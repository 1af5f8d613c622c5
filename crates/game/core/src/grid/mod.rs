//! Tile grid and door state shared by rendering, sight and collision.
//!
//! The grid is fixed at load time. Everything that changes during play
//! (door animation, occupancy) lives in [`DoorMap`].
mod door;

pub use door::{Door, DoorLock, DoorMap, DoorRule, DoorTransition, KeyColor};

use crate::error::{ErrorSeverity, GameError};
use crate::geometry::GridCoord;

/// Classification of a tile code.
#[derive(Clone, Copy, Debug, PartialEq, Eq, Hash)]
pub enum TileKind {
    Open,
    /// Solid wall; the code selects its texture.
    Wall(u16),
    Door,
}

impl TileKind {
    pub const fn from_code(code: u16) -> Self {
        match code {
            0 => Self::Open,
            6..=9 => Self::Door,
            other => Self::Wall(other),
        }
    }

    pub const fn is_open(self) -> bool {
        matches!(self, Self::Open)
    }
}

#[derive(Clone, Debug, PartialEq, Eq, thiserror::Error)]
pub enum GridError {
    #[error("grid has no tiles")]
    Empty,

    #[error("row {row} has {found} tiles, expected {expected}")]
    RaggedRow {
        row: usize,
        expected: usize,
        found: usize,
    },
}

impl GameError for GridError {
    fn severity(&self) -> ErrorSeverity {
        ErrorSeverity::Validation
    }

    fn error_code(&self) -> &'static str {
        match self {
            Self::Empty => "GRID_EMPTY",
            Self::RaggedRow { .. } => "GRID_RAGGED_ROW",
        }
    }
}

/// Row-major tile codes with equal-length rows.
#[derive(Clone, Debug, PartialEq, Eq)]
pub struct Grid {
    width: u32,
    height: u32,
    tiles: Vec<u16>,
}

impl Grid {
    /// Builds a grid from rows, rejecting empty or ragged input.
    pub fn from_rows(rows: Vec<Vec<u16>>) -> Result<Self, GridError> {
        let expected = rows.first().map(Vec::len).unwrap_or(0);
        if expected == 0 {
            return Err(GridError::Empty);
        }
        let mut tiles = Vec::with_capacity(expected * rows.len());
        for (row, codes) in rows.iter().enumerate() {
            if codes.len() != expected {
                return Err(GridError::RaggedRow {
                    row,
                    expected,
                    found: codes.len(),
                });
            }
            tiles.extend_from_slice(codes);
        }
        Ok(Self {
            width: expected as u32,
            height: rows.len() as u32,
            tiles,
        })
    }

    pub fn width(&self) -> u32 {
        self.width
    }

    pub fn height(&self) -> u32 {
        self.height
    }

    pub fn contains(&self, coord: GridCoord) -> bool {
        coord.x >= 0 && coord.y >= 0 && (coord.x as u32) < self.width && (coord.y as u32) < self.height
    }

    /// Raw tile code, `None` outside the grid.
    pub fn code(&self, coord: GridCoord) -> Option<u16> {
        if !self.contains(coord) {
            return None;
        }
        let index = coord.y as usize * self.width as usize + coord.x as usize;
        self.tiles.get(index).copied()
    }

    /// Tile classification, `None` outside the grid.
    pub fn kind(&self, coord: GridCoord) -> Option<TileKind> {
        self.code(coord).map(TileKind::from_code)
    }

    /// True for open floor inside the grid.
    pub fn is_open(&self, coord: GridCoord) -> bool {
        self.kind(coord).is_some_and(TileKind::is_open)
    }

    /// Every tile with its coordinate, row by row.
    pub fn cells(&self) -> impl Iterator<Item = (GridCoord, u16)> + '_ {
        let width = self.width as usize;
        self.tiles.iter().enumerate().map(move |(index, code)| {
            (
                GridCoord::new((index % width) as i32, (index / width) as i32),
                *code,
            )
        })
    }
}

#[cfg(test)]
mod tests {
    use super::*;

    #[test]
    fn rejects_ragged_rows() {
        let err = Grid::from_rows(vec![vec![1, 1, 1], vec![1, 0]]).unwrap_err();
        assert_eq!(
            err,
            GridError::RaggedRow {
                row: 1,
                expected: 3,
                found: 2
            }
        );
        assert_eq!(err.error_code(), "GRID_RAGGED_ROW");
        assert_eq!(Grid::from_rows(Vec::new()), Err(GridError::Empty));
    }

    #[test]
    fn out_of_bounds_has_no_kind() {
        let grid = Grid::from_rows(vec![vec![1, 1], vec![0, 6]]).unwrap();
        assert_eq!(grid.kind(GridCoord::new(0, 1)), Some(TileKind::Open));
        assert_eq!(grid.kind(GridCoord::new(1, 1)), Some(TileKind::Door));
        assert_eq!(grid.kind(GridCoord::new(1, 0)), Some(TileKind::Wall(1)));
        assert_eq!(grid.kind(GridCoord::new(2, 0)), None);
        assert_eq!(grid.kind(GridCoord::new(-1, 0)), None);
        assert!(!grid.is_open(GridCoord::new(5, 5)));
    }

    #[test]
    fn cells_are_row_major() {
        let grid = Grid::from_rows(vec![vec![1, 2], vec![3, 4]]).unwrap();
        let cells: Vec<_> = grid.cells().collect();
        assert_eq!(cells[1], (GridCoord::new(1, 0), 2));
        assert_eq!(cells[2], (GridCoord::new(0, 1), 3));
    }
}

What you will do >> The job here is to write out all the entries again exactly.

Expected answer >>
repository 1af5f8d613c622c5
filename crates/game/core/src/grid/mod.rs
//! Tile grid and door state shared by rendering, sight and collision.
//!
//! The grid is fixed at load time. Everything that changes during play
//! (door animation, occupancy) lives in [`DoorMap`].
mod door;

pub use door::{Door, DoorLock, DoorMap, DoorRule, DoorTransition, KeyColor};

use crate::error::{ErrorSeverity, GameError};
use crate::geometry::GridCoord;

/// Classification of a tile code.
#[derive(Clone, Copy, Debug, PartialEq, Eq, Hash)]
pub enum TileKind {
    Open,
    /// Solid wall; the code selects its texture.
    Wall(u16),
    Door,
}

impl TileKind {
    pub const fn from_code(code: u16) -> Self {
        match code {
            0 => Self::Open,
            6..=9 => Self::Door,
            other => Self::Wall(other),
        }
    }

    pub const fn is_open(self) -> bool {
        matches!(self, Self::Open)
    }
}

#[derive(Clone, Debug, PartialEq, Eq, thiserror::Error)]
pub enum GridError {
    #[error("grid has no tiles")]
    Empty,

    #[error("row {row} has {found} tiles, expected {expected}")]
    RaggedRow {
        row: usize,
        expected: usize,
        found: usize,
    },
}

impl GameError for GridError {
    fn severity(&self) -> ErrorSeverity {
        ErrorSeverity::Validation
    }

    fn error_code(&self) -> &'static str {
        match self {
            Self::Empty => "GRID_EMPTY",
            Self::RaggedRow { .. } => "GRID_RAGGED_ROW",
        }
    }
}

/// Row-major tile codes with equal-length rows.
#[derive(Clone, Debug, PartialEq, Eq)]
pub struct Grid {
    width: u32,
    height: u32,
    tiles: Vec<u16>,
}

impl Grid {
    /// Builds a grid from rows, rejecting empty or ragged input.
    pub fn from_rows(rows: Vec<Vec<u16>>) -> Result<Self, GridError> {
        let expected = rows.first().map(Vec::len).unwrap_or(0);
        if expected == 0 {
            return Err(GridError::Empty);
        }
        let mut tiles = Vec::with_capacity(expected * rows.len());
        for (row, codes) in rows.iter().enumerate() {
            if codes.len() != expected {
                return Err(GridError::RaggedRow {
                    row,
                    expected,
                    found: codes.len(),
                });
            }
            tiles.extend_from_slice(codes);
        }
        Ok(Self {
            width: expected as u32,
            height: rows.len() as u32,
            tiles,
        })
    }

    pub fn width(&self) -> u32 {
        self.width
    }

    pub fn height(&self) -> u32 {
        self.height
    }

    pub fn contains(&self, coord: GridCoord) -> bool {
        coord.x >= 0 && coord.y >= 0 && (coord.x as u32) < self.width && (coord.y as u32) < self.height
    }

    /// Raw tile code, `None` outside the grid.
    pub fn code(&self, coord: GridCoord) -> Option<u16> {
        if !self.contains(coord) {
            return None;
        }
        let index = coord.y as usize * self.width as usize + coord.x as usize;
        self.tiles.get(index).copied()
    }

    /// Tile classification, `None` outside the grid.
    pub fn kind(&self, coord: GridCoord) -> Option<TileKind> {
        self.code(coord).map(TileKind::from_code)
    }

    /// True for open floor inside the grid.
    pub fn is_open(&self, coord: GridCoord) -> bool {
        self.kind(coord).is_some_and(TileKind::is_open)
    }

    /// Every tile with its coordinate, row by row.
    pub fn cells(&self) -> impl Iterator<Item = (GridCoord, u16)> + '_ {
        let width = self.width as usize;
        self.tiles.iter().enumerate().map(move |(index, code)| {
            (
                GridCoord::new((index % width) as i32, (index / width) as i32),
                *code,
            )
        })
    }
}

#[cfg(test)]
mod tests {
    use super::*;

    #[test]
    fn rejects_ragged_rows() {
        let err = Grid::from_rows(vec![vec![1, 1, 1], vec![1, 0]]).unwrap_err();
        assert_eq!(
            err,
            GridError::RaggedRow {
                row: 1,
                expected: 3,
                found: 2
            }
        );
        assert_eq!(err.error_code(), "GRID_RAGGED_ROW");
        assert_eq!(Grid::from_rows(Vec::new()), Err(GridError::Empty));
    }

    #[test]
    fn out_of_bounds_has_no_kind() {
        let grid = Grid::from_rows(vec![vec![1, 1], vec![0, 6]]).unwrap();
        assert_eq!(grid.kind(GridCoord::new(0, 1)), Some(TileKind::Open));
        assert_eq!(grid.kind(GridCoord::new(1, 1)), Some(TileKind::Door));
        assert_eq!(grid.kind(GridCoord::new(1, 0)), Some(TileKind::Wall(1)));
        assert_eq!(grid.kind(GridCoord::new(2, 0)), None);
        assert_eq!(grid.kind(GridCoord::new(-1, 0)), None);
        assert!(!grid.is_open(GridCoord::new(5, 5)));
    }

    #[test]
    fn cells_are_row_major() {
        let grid = Grid::from_rows(vec![vec![1, 2], vec![3, 4]]).unwrap();
        let cells: Vec<_> = grid.cells().collect();
        assert_eq!(cells[1], (GridCoord::new(1, 0), 2));
        assert_eq!(cells[2], (GridCoord::new(0, 1), 3));
    }
}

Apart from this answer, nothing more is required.